Nonostante si sia costretti ad ascoltare l’album attraverso il prisma distraente di una voce stonata (volutamente?), con snervanti momenti in cui si tenta di afferrarne la direzione, “Triplice artefice dei miei sensi” è un disco dai timbri eclettici e dalle sfumature che vanno dall’acido all’orfico, soprattutto nell’uso delle parole. Esempio di opera calata nell’oscurità dei sensi di cui l’artista si definisce artefice, un po' sfilacciata nella forma, è una scombiccherata ma curiosa soluzione sonora che spazia dal rock al pop. Da mettere a fuoco.
“Madre” è la traccia di apertura, un ritorno alle radici, un’invocazione alla vita quando si smarrisce lucidità e speranza. Gli arrangiamenti sono curati, il tessuto narrativo/musicale c’è, per contro la voce, a tratti, perde di tenuta. Seguono tre ballate acustiche più convincenti che precipitano in una sorta di trance agonistica, nel raccontare le tempeste sentimentali di un’anima scrutata a notte fonda (“Un altro giorno con me”, “Black-blue eyes”, “Amsterdam”). Dal rock passiamo al pop più sincopato, in questo album in cui riverberano di continuo gli Afterhours. “La dolce stagione”, “Dentro al mare” rappresentano un viaggio in sé stessi, scaldato dalla bellezza del mare in cui è dolce perdersi (“Galleggiare”). Tornano melodie più dolci in “Libellula”, “Myriam”, “Il finale della storia”: visioni, ritratti quotidiani, sogni ad occhi aperti di cui si fatica a distinguere i contorni.

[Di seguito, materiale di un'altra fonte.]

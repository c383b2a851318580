use serde::Serialize;
use thiserror::Error;

use super::{
    attribute::{AttributeRow, CellValue, ComparableEntity, RankOrder},
    highlight::{classify, Highlight},
    ranking::rank_values,
};

#[derive(Debug, Error, PartialEq, Eq)]
pub enum LayoutError {
    #[error("comparison section title is empty")]
    EmptyTitle,
    #[error("attribute row label is empty")]
    EmptyLabel,
    #[error("row `{0}` has no fields to read")]
    NoFields(String),
    #[error("row `{0}` has a non-positive display scale")]
    InvalidScale(String),
    #[error("unknown rank order `{0}`")]
    UnknownOrder(String),
}

/// Titled group of rows rendered under one header.
pub struct ComparisonSection<E: ComparableEntity> {
    title: String,
    rows: Vec<AttributeRow<E>>,
}

impl<E: ComparableEntity> ComparisonSection<E> {
    pub fn new(title: impl Into<String>, rows: Vec<AttributeRow<E>>) -> Self {
        Self {
            title: title.into(),
            rows,
        }
    }

    pub fn title(&self) -> &str {
        &self.title
    }

    pub fn rows(&self) -> &[AttributeRow<E>] {
        &self.rows
    }
}

/// Validated, static row configuration for one page type.
pub struct ComparisonLayout<E: ComparableEntity> {
    sections: Vec<ComparisonSection<E>>,
}

impl<E: ComparableEntity> ComparisonLayout<E> {
    pub fn new(sections: Vec<ComparisonSection<E>>) -> Result<Self, LayoutError> {
        for section in &sections {
            if section.title.trim().is_empty() {
                return Err(LayoutError::EmptyTitle);
            }
            for row in &section.rows {
                row.validate()?;
            }
        }
        Ok(Self { sections })
    }

    pub fn sections(&self) -> &[ComparisonSection<E>] {
        &self.sections
    }

    pub fn row_count(&self) -> usize {
        self.sections.iter().map(|section| section.rows.len()).sum()
    }
}

#[derive(Clone, Debug, PartialEq, Serialize)]
pub struct RankedCell {
    pub entity_index: usize,
    pub value: CellValue,
    pub rank: Option<u32>,
    pub highlight: Highlight,
}

#[derive(Clone, Debug, PartialEq, Serialize)]
pub struct RankedRow {
    pub label: String,
    pub order: RankOrder,
    pub cells: Vec<RankedCell>,
}

#[derive(Clone, Debug, PartialEq, Serialize)]
pub struct RankedSection {
    pub title: String,
    pub rows: Vec<RankedRow>,
}

/// Runs one comparison pass.
///
/// `entities` is the fixed slot list; `None` marks an empty slot and still
/// produces a placeholder cell so columns stay aligned. The pass is pure: the
/// same inputs always produce the same output.
pub fn compute_comparison<E: ComparableEntity>(
    entities: &[Option<E>],
    layout: &ComparisonLayout<E>,
    highlight_enabled: bool,
) -> Vec<RankedSection> {
    layout
        .sections
        .iter()
        .map(|section| RankedSection {
            title: section.title.clone(),
            rows: section
                .rows
                .iter()
                .map(|row| rank_row(row, entities, highlight_enabled))
                .collect(),
        })
        .collect()
}

fn rank_row<E: ComparableEntity>(
    row: &AttributeRow<E>,
    entities: &[Option<E>],
    highlight_enabled: bool,
) -> RankedRow {
    let order = row.rank_order();
    let scalars: Vec<Option<f64>> = if order.is_ranked() {
        entities
            .iter()
            .map(|entity| row.comparable_value(entity.as_ref()))
            .collect()
    } else {
        vec![None; entities.len()]
    };
    let ranks = rank_values(&scalars, order);
    let highlight_row = highlight_enabled && order.is_ranked();

    let cells = entities
        .iter()
        .zip(scalars.iter().zip(ranks))
        .enumerate()
        .map(|(entity_index, (entity, (scalar, rank)))| RankedCell {
            entity_index,
            value: row.format(entity.as_ref()),
            rank,
            highlight: classify(scalar.is_some(), rank, highlight_row),
        })
        .collect();

    RankedRow {
        label: row.label().to_string(),
        order,
        cells,
    }
}

#[cfg(test)]
mod tests {
    use super::*;
    use proptest::prelude::*;

    #[derive(Clone, Debug)]
    struct Listing {
        name: &'static str,
        price: Option<f64>,
        floors: Option<f64>,
    }

    #[derive(Clone, Copy, Debug, PartialEq)]
    enum Field {
        Name,
        Price,
        Floors,
    }

    impl ComparableEntity for Listing {
        type Field = Field;

        fn number(&self, field: Field) -> Option<f64> {
            match field {
                Field::Price => self.price,
                Field::Floors => self.floors,
                Field::Name => None,
            }
        }

        fn text(&self, field: Field) -> Option<String> {
            match field {
                Field::Name => Some(self.name.to_string()),
                _ => None,
            }
        }
    }

    fn listing(name: &'static str, price: Option<f64>, floors: Option<f64>) -> Option<Listing> {
        Some(Listing {
            name,
            price,
            floors,
        })
    }

    fn layout() -> ComparisonLayout<Listing> {
        ComparisonLayout::<Listing>::new(vec![
            ComparisonSection::new(
                "Pricing",
                vec![AttributeRow::direct("Price", [Field::Price])
                    .order(RankOrder::Ascending)
                    .unit("bn")],
            ),
            ComparisonSection::new(
                "Overview",
                vec![
                    AttributeRow::direct("Name", [Field::Name]),
                    AttributeRow::direct("Floors", [Field::Floors]).order(RankOrder::Descending),
                ],
            ),
        ])
        .unwrap()
    }

    fn ranks(row: &RankedRow) -> Vec<Option<u32>> {
        row.cells.iter().map(|cell| cell.rank).collect()
    }

    fn highlights(row: &RankedRow) -> Vec<Highlight> {
        row.cells.iter().map(|cell| cell.highlight).collect()
    }

    #[test]
    fn sections_and_rows_keep_declaration_order() {
        let output = compute_comparison(&[listing("A", Some(1.0), None), None], &layout(), true);
        let titles: Vec<_> = output.iter().map(|s| s.title.as_str()).collect();
        assert_eq!(titles, ["Pricing", "Overview"]);
        let labels: Vec<_> = output[1].rows.iter().map(|r| r.label.as_str()).collect();
        assert_eq!(labels, ["Name", "Floors"]);
    }

    #[test]
    fn every_slot_gets_a_cell() {
        let output = compute_comparison(&[listing("A", Some(3.0), Some(20.0)), None, None], &layout(), true);
        for section in &output {
            for row in &section.rows {
                assert_eq!(row.cells.len(), 3);
                assert_eq!(row.cells[1].value, CellValue::Missing);
                assert_eq!(row.cells[2].entity_index, 2);
            }
        }
        assert_eq!(output[0].rows[0].cells[0].value, CellValue::text("3 bn"));
    }

    #[test]
    fn ranked_rows_highlight_best_middle_and_worst() {
        let entities = [
            listing("A", Some(12.0), Some(30.0)),
            listing("B", Some(10.0), Some(25.0)),
            listing("C", Some(11.0), None),
        ];
        let output = compute_comparison(&entities, &layout(), true);
        let price = &output[0].rows[0];
        assert_eq!(ranks(price), vec![Some(3), Some(1), Some(2)]);
        assert_eq!(
            highlights(price),
            vec![Highlight::WorstOrMissing, Highlight::Best, Highlight::Middle]
        );

        let floors = &output[1].rows[1];
        assert_eq!(ranks(floors), vec![Some(1), Some(2), None]);
        assert_eq!(
            highlights(floors),
            vec![Highlight::Best, Highlight::Middle, Highlight::WorstOrMissing]
        );
    }

    #[test]
    fn unranked_rows_stay_neutral() {
        let entities = [listing("A", None, None), None];
        let output = compute_comparison(&entities, &layout(), true);
        let name = &output[1].rows[0];
        assert_eq!(ranks(name), vec![None, None]);
        assert_eq!(highlights(name), vec![Highlight::Neutral, Highlight::Neutral]);
        assert_eq!(name.cells[0].value, CellValue::text("A"));
    }

    #[test]
    fn all_empty_slots_produce_placeholders() {
        let entities: [Option<Listing>; 3] = [None, None, None];
        let enabled = compute_comparison(&entities, &layout(), true);
        let price = &enabled[0].rows[0];
        assert_eq!(ranks(price), vec![None, None, None]);
        assert_eq!(highlights(price), vec![Highlight::WorstOrMissing; 3]);
        assert!(price.cells.iter().all(|cell| cell.value.is_missing()));

        let disabled = compute_comparison(&entities, &layout(), false);
        assert_eq!(highlights(&disabled[0].rows[0]), vec![Highlight::Neutral; 3]);
    }

    #[test]
    fn disabled_highlighting_keeps_ranks() {
        let entities = [listing("A", Some(1.0), None), listing("B", Some(2.0), None)];
        let output = compute_comparison(&entities, &layout(), false);
        let price = &output[0].rows[0];
        assert_eq!(ranks(price), vec![Some(1), Some(2)]);
        assert_eq!(highlights(price), vec![Highlight::Neutral; 2]);
    }

    #[test]
    fn filling_the_third_slot_keeps_the_leader() {
        let before = compute_comparison(
            &[listing("A", Some(5.0), None), listing("B", Some(7.0), None), None],
            &layout(),
            true,
        );
        let after = compute_comparison(
            &[
                listing("A", Some(5.0), None),
                listing("B", Some(7.0), None),
                listing("C", Some(9.0), None),
            ],
            &layout(),
            true,
        );
        assert_eq!(before[0].rows[0].cells[0].rank, Some(1));
        assert_eq!(after[0].rows[0].cells[0].rank, Some(1));
        // Unrelated rows are untouched by the new slot's price.
        assert_eq!(before[1].rows[0].cells[0], after[1].rows[0].cells[0]);
    }

    #[test]
    fn invalid_layouts_fail_at_setup() {
        let untitled = ComparisonLayout::<Listing>::new(vec![ComparisonSection::new(" ", vec![])]);
        assert_eq!(untitled.err(), Some(LayoutError::EmptyTitle));

        let fieldless = ComparisonLayout::<Listing>::new(vec![ComparisonSection::new(
            "Broken",
            vec![AttributeRow::direct("Nothing", Vec::new())],
        )]);
        assert_eq!(fieldless.err(), Some(LayoutError::NoFields("Nothing".into())));
    }

    fn slot() -> impl Strategy<Value = Option<Listing>> {
        prop_oneof![
            Just(None),
            (
                proptest::option::of(0u32..50),
                proptest::option::of(1u32..80)
            )
                .prop_map(|(price, floors)| {
                    Some(Listing {
                        name: "P",
                        price: price.map(f64::from),
                        floors: floors.map(f64::from),
                    })
                }),
        ]
    }

    proptest! {
        #[test]
        fn comparison_is_idempotent(entities in prop::collection::vec(slot(), 2..=3), enabled in any::<bool>()) {
            let layout = layout();
            let first = serde_json::to_string(&compute_comparison(&entities, &layout, enabled)).unwrap();
            let second = serde_json::to_string(&compute_comparison(&entities, &layout, enabled)).unwrap();
            prop_assert_eq!(first, second);
        }

        #[test]
        fn missing_values_are_never_best(entities in prop::collection::vec(slot(), 2..=3)) {
            let output = compute_comparison(&entities, &layout(), true);
            for section in &output {
                for row in &section.rows {
                    prop_assert_eq!(row.cells.len(), entities.len());
                    for cell in &row.cells {
                        if cell.rank.is_none() {
                            prop_assert_ne!(cell.highlight, Highlight::Best);
                        }
                        if cell.value.is_missing() && row.order.is_ranked() {
                            prop_assert_eq!(cell.highlight, Highlight::WorstOrMissing);
                        }
                    }
                }
            }
        }

        #[test]
        fn losing_third_slot_keeps_the_leader(a in 0u32..50, b in 0u32..50, c in 0u32..50) {
            prop_assume!(c > a.min(b));
            let pair = vec![
                listing("A", Some(f64::from(a)), None),
                listing("B", Some(f64::from(b)), None),
                None,
            ];
            let mut trio = pair.clone();
            trio[2] = listing("C", Some(f64::from(c)), None);

            let layout = layout();
            let before = ranks(&compute_comparison(&pair, &layout, true)[0].rows[0]);
            let after = ranks(&compute_comparison(&trio, &layout, true)[0].rows[0]);
            for slot in 0..2 {
                if before[slot] == Some(1) {
                    prop_assert_eq!(after[slot], Some(1));
                }
            }
            prop_assert_ne!(after[2], Some(1));
        }

        #[test]
        fn disabled_highlighting_is_neutral_everywhere(entities in prop::collection::vec(slot(), 1..=3)) {
            let layout = layout();
            let plain = compute_comparison(&entities, &layout, false);
            let marked = compute_comparison(&entities, &layout, true);
            for (plain_section, marked_section) in plain.iter().zip(&marked) {
                for (plain_row, marked_row) in plain_section.rows.iter().zip(&marked_section.rows) {
                    prop_assert!(highlights(plain_row).iter().all(|h| *h == Highlight::Neutral));
                    prop_assert_eq!(ranks(plain_row), ranks(marked_row));
                }
            }
        }
    }
}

Un disco riflessivo, privato, sospeso in una dimensione parallela tra giudizio e desiderio, rock e pop, malinconia e abbattimento. Di sicuro alla ricerca di soluzioni personali, poggiando su un buon senso musicale, Steno talvolta colpisce al cuore, talaltra perde mordente. Ora sta a voi esprimere un’opinione.